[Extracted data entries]
-=-=-

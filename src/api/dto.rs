//! Data Transfer Objects
//!
//! Request and response types for the API endpoints.
//! These types are serialized/deserialized to/from JSON.

use crate::coach::UserContext;
use crate::nutrition::NutritionTargets;
use crate::plans::{DailyPlan, WeeklyPlan};
use serde::{Deserialize, Serialize};

// ============================================
// CALCULATE DTOs
// ============================================

/// Profile form submission
///
/// Every field arrives as the raw string captured from the form; the
/// handler parses the numeric ones. Missing fields default to empty
/// strings and fail numeric parsing the same way garbage input does.
#[derive(Debug, Deserialize)]
pub struct CalculateRequest {
    #[serde(default)]
    pub name: String,
    #[serde(default)]
    pub age: String,
    #[serde(default)]
    pub gender: String,
    #[serde(default)]
    pub weight: String,
    #[serde(default)]
    pub height: String,
    #[serde(default)]
    pub activity_level: String,
    #[serde(default)]
    pub goal: String,
    #[serde(default)]
    pub diet_preference: String,
}

/// Nutrition calculation response (whole kcal and grams)
#[derive(Debug, Serialize)]
pub struct NutritionResponse {
    pub bmr: i64,
    pub tdee: i64,
    pub target_calories: i64,
    pub macros: MacrosDto,
}

/// Macronutrient grams in the calculation response
#[derive(Debug, Serialize)]
pub struct MacrosDto {
    pub protein: i64,
    pub carbs: i64,
    pub fat: i64,
}

impl NutritionResponse {
    /// Round the unrounded targets once for the wire
    pub fn from_targets(targets: &NutritionTargets) -> Self {
        Self {
            bmr: targets.bmr.round() as i64,
            tdee: targets.tdee.round() as i64,
            target_calories: targets.target_calories.round() as i64,
            macros: MacrosDto {
                protein: targets.macros.protein.round() as i64,
                carbs: targets.macros.carbs.round() as i64,
                fat: targets.macros.fat.round() as i64,
            },
        }
    }
}

// ============================================
// MEAL PLAN DTOs
// ============================================

/// Meal plan request
///
/// The widget posts the whole profile form here; only the diet
/// preference matters. `target_calories` is honored when a client
/// sends one explicitly.
#[derive(Debug, Deserialize)]
pub struct MealPlanRequest {
    #[serde(default)]
    pub diet_preference: Option<String>,
    #[serde(default)]
    pub target_calories: Option<serde_json::Number>,
}

/// Meal plan response
#[derive(Debug, Serialize)]
pub struct MealPlanResponse {
    /// Always "success"
    pub status: String,
    pub daily_plan: DailyPlan,
    /// Echo of the requested calorie target (2000 when unset)
    pub calories: serde_json::Number,
    /// Echo of the requested diet preference
    pub diet_preference: String,
}

// ============================================
// WORKOUT PLAN DTOs
// ============================================

/// Workout plan request
///
/// As with meal plans, the widget posts the whole profile form; only
/// activity level and goal matter here.
#[derive(Debug, Deserialize)]
pub struct WorkoutPlanRequest {
    #[serde(default)]
    pub activity_level: Option<String>,
    #[serde(default)]
    pub goal: Option<String>,
}

/// Workout plan response
#[derive(Debug, Serialize)]
pub struct WorkoutPlanResponse {
    /// Always "success"
    pub status: String,
    pub weekly_plan: WeeklyPlan,
    /// Echo of the effective activity level
    pub activity_level: String,
    /// Echo of the effective goal
    pub goal: String,
}

// ============================================
// CHAT DTOs
// ============================================

/// Chat request: the latest message plus the current context snapshot
#[derive(Debug, Deserialize)]
pub struct ChatRequest {
    #[serde(default)]
    pub message: String,
    #[serde(default)]
    pub context: UserContext,
}

/// Chat response
#[derive(Debug, Serialize)]
pub struct ChatResponse {
    /// Always "success"; the coach falls back rather than failing
    pub status: String,
    pub response: String,
}

// ============================================
// SPEECH DTOs
// ============================================

/// Text-to-speech request
#[derive(Debug, Deserialize)]
pub struct SpeechRequest {
    #[serde(default)]
    pub text: String,
}

// ============================================
// HEALTH DTOs
// ============================================

/// Full health status response
#[derive(Debug, Serialize)]
pub struct HealthResponse {
    /// Overall status: "healthy"
    pub status: String,
    /// Chat backend: "model" or "fallback"
    pub coach: String,
    /// Server uptime in seconds
    pub uptime_seconds: u64,
    /// Server version
    pub version: String,
}
//! Regimen Planner
//!
//! AI Diet & Fitness Coach frontend built with Leptos (WASM).
//!
//! # Features
//!
//! - Health profile form driving nutrition, meal and workout plans
//! - Coaching chat grounded in the computed plan context
//! - Plan narration (text-to-speech) and plain-text download
//!
//! # Architecture
//!
//! This is a client-side rendered (CSR) Leptos application that compiles to
//! WebAssembly. It communicates with the Regimen API via HTTP.

use leptos::*;

mod api;
mod app;
mod components;
mod pages;
mod plan_text;
mod state;

fn main() {
    // Set up panic hook for better error messages in WASM
    console_error_panic_hook::set_once();

    // Mount the app to the document body
    mount_to_body(|| view! { <app::App /> });
}
//! Speech Routes
//!
//! Plan narration as downloadable MP3 audio.
//!
//! - POST /text_to_speech - Synthesize text and return audio bytes

use axum::{
    body::Body,
    extract::State,
    http::{header, StatusCode},
    response::{IntoResponse, Response},
    Json,
};
use chrono::Utc;
use std::sync::Arc;

use crate::api::dto::SpeechRequest;
use crate::api::error::{ApiError, ApiResult};
use crate::api::state::AppState;

/// POST /text_to_speech
///
/// Returns the synthesized MP3 with an attachment disposition and a
/// timestamped filename.
pub async fn text_to_speech(
    State(state): State<Arc<AppState>>,
    Json(req): Json<SpeechRequest>,
) -> ApiResult<Response> {
    if req.text.is_empty() {
        return Err(ApiError::Validation("No text provided".to_string()));
    }

    let audio = state.speech.synthesize(&req.text).await?;

    let filename = format!("speech_{}.mp3", Utc::now().format("%Y%m%d_%H%M%S"));

    Ok((
        StatusCode::OK,
        [
            (header::CONTENT_TYPE, "audio/mpeg"),
            (
                header::CONTENT_DISPOSITION,
                &format!("attachment; filename=\"{}\"", filename),
            ),
        ],
        Body::from(audio),
    )
        .into_response())
}
//! Application State
//!
//! Shared state accessible by all API handlers.
//! Wrapped in Arc for thread-safe sharing across async tasks.

use crate::coach::CoachEngine;
use crate::speech::SpeechSynthesizer;
use std::sync::Arc;
use std::time::Instant;

/// Shared application state for all handlers
#[derive(Clone)]
pub struct AppState {
    /// Coach engine answering chat messages
    pub coach: Arc<CoachEngine>,
    /// Speech synthesizer for the text-to-speech endpoint
    pub speech: Arc<SpeechSynthesizer>,
    /// API configuration
    pub config: Arc<ApiConfig>,
    /// Server start time for uptime tracking
    pub start_time: Instant,
}

impl AppState {
    /// Create a new AppState
    pub fn new(
        coach: Arc<CoachEngine>,
        speech: Arc<SpeechSynthesizer>,
        config: ApiConfig,
    ) -> Self {
        Self {
            coach,
            speech,
            config: Arc::new(config),
            start_time: Instant::now(),
        }
    }

    /// Get server uptime in seconds
    pub fn uptime_seconds(&self) -> u64 {
        self.start_time.elapsed().as_secs()
    }

    /// Check if a chat model is configured
    pub fn has_chat_model(&self) -> bool {
        self.coach.has_model()
    }
}

/// API server configuration
#[derive(Debug, Clone)]
pub struct ApiConfig {
    /// Host to bind to
    pub host: String,
    /// Port to listen on
    pub port: u16,
    /// Request timeout in milliseconds
    pub request_timeout_ms: u64,
}

impl Default for ApiConfig {
    fn default() -> Self {
        Self {
            host: "0.0.0.0".to_string(),
            port: 8090,
            request_timeout_ms: 30_000,
        }
    }
}

impl ApiConfig {
    /// Create config with custom host and port
    pub fn new(host: impl Into<String>, port: u16) -> Self {
        Self {
            host: host.into(),
            port,
            ..Default::default()
        }
    }

    /// Get the socket address string
    pub fn addr(&self) -> String {
        format!("{}:{}", self.host, self.port)
    }
}
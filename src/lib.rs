//! # Regimen
//!
//! AI Diet & Fitness Coach - A full-stack Rust application that computes
//! personalized nutrition targets, generates meal and workout plans, and
//! answers coaching questions in context.
//!
//! ## Features
//!
//! - **Nutrition targets**: Mifflin-St Jeor BMR/TDEE with goal-adjusted
//!   calories and a macro split
//! - **Meal plans**: Daily plans drawn from diet-preference catalogs
//! - **Workout plans**: Weekly schedules adjusted for the fitness goal
//! - **Coaching chat**: Context-aware replies from a chat model, with a
//!   rule-based fallback so chat never goes down
//! - **Speech**: Plan narration synthesized to MP3
//!
//! ## Modules
//!
//! - [`nutrition`]: BMR/TDEE/macro calculator
//! - [`plans`]: Meal and workout plan generators
//! - [`coach`]: Chat model client, fallback rules, and coach engine
//! - [`speech`]: Text-to-speech client
//! - [`api`]: REST API server with Axum
//!
//! ## Quick Start
//!
//! ```rust,no_run
//! use regimen::api::{serve, ApiConfig, AppState};
//! use regimen::coach::CoachEngine;
//! use regimen::config::Config;
//! use regimen::speech::SpeechSynthesizer;
//! use std::sync::Arc;
//!
//! #[tokio::main]
//! async fn main() -> Result<(), Box<dyn std::error::Error>> {
//!     let config = Config::load_default();
//!
//!     let coach = Arc::new(CoachEngine::from_config(&config.coach));
//!     let speech = Arc::new(SpeechSynthesizer::new(config.speech.clone()));
//!
//!     let api_config = ApiConfig::new(config.api.host.clone(), config.api.port);
//!     let state = AppState::new(coach, speech, api_config.clone());
//!     serve(state, &api_config).await?;
//!
//!     Ok(())
//! }
//! ```

pub mod api;
pub mod coach;
pub mod config;
pub mod nutrition;
pub mod plans;
pub mod speech;

pub use api::{ApiError, AppState};
pub use coach::{CoachEngine, UserContext};
pub use config::Config;
pub use nutrition::NutritionTargets;
pub use speech::SpeechSynthesizer;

-=-=-

Instructions to follow
Only those lines of the entries above that run from the line containing "WORKOUT PLAN DTOs" to the line containing "pub struct ChatRequest", both included, should be transcribed exactly.

Written response
// WORKOUT PLAN DTOs
// ============================================

/// Workout plan request
///
/// As with meal plans, the widget posts the whole profile form; only
/// activity level and goal matter here.
#[derive(Debug, Deserialize)]
pub struct WorkoutPlanRequest {
    #[serde(default)]
    pub activity_level: Option<String>,
    #[serde(default)]
    pub goal: Option<String>,
}

/// Workout plan response
#[derive(Debug, Serialize)]
pub struct WorkoutPlanResponse {
    /// Always "success"
    pub status: String,
    pub weekly_plan: WeeklyPlan,
    /// Echo of the effective activity level
    pub activity_level: String,
    /// Echo of the effective goal
    pub goal: String,
}

// ============================================
// CHAT DTOs
// ============================================

/// Chat request: the latest message plus the current context snapshot
#[derive(Debug, Deserialize)]
pub struct ChatRequest {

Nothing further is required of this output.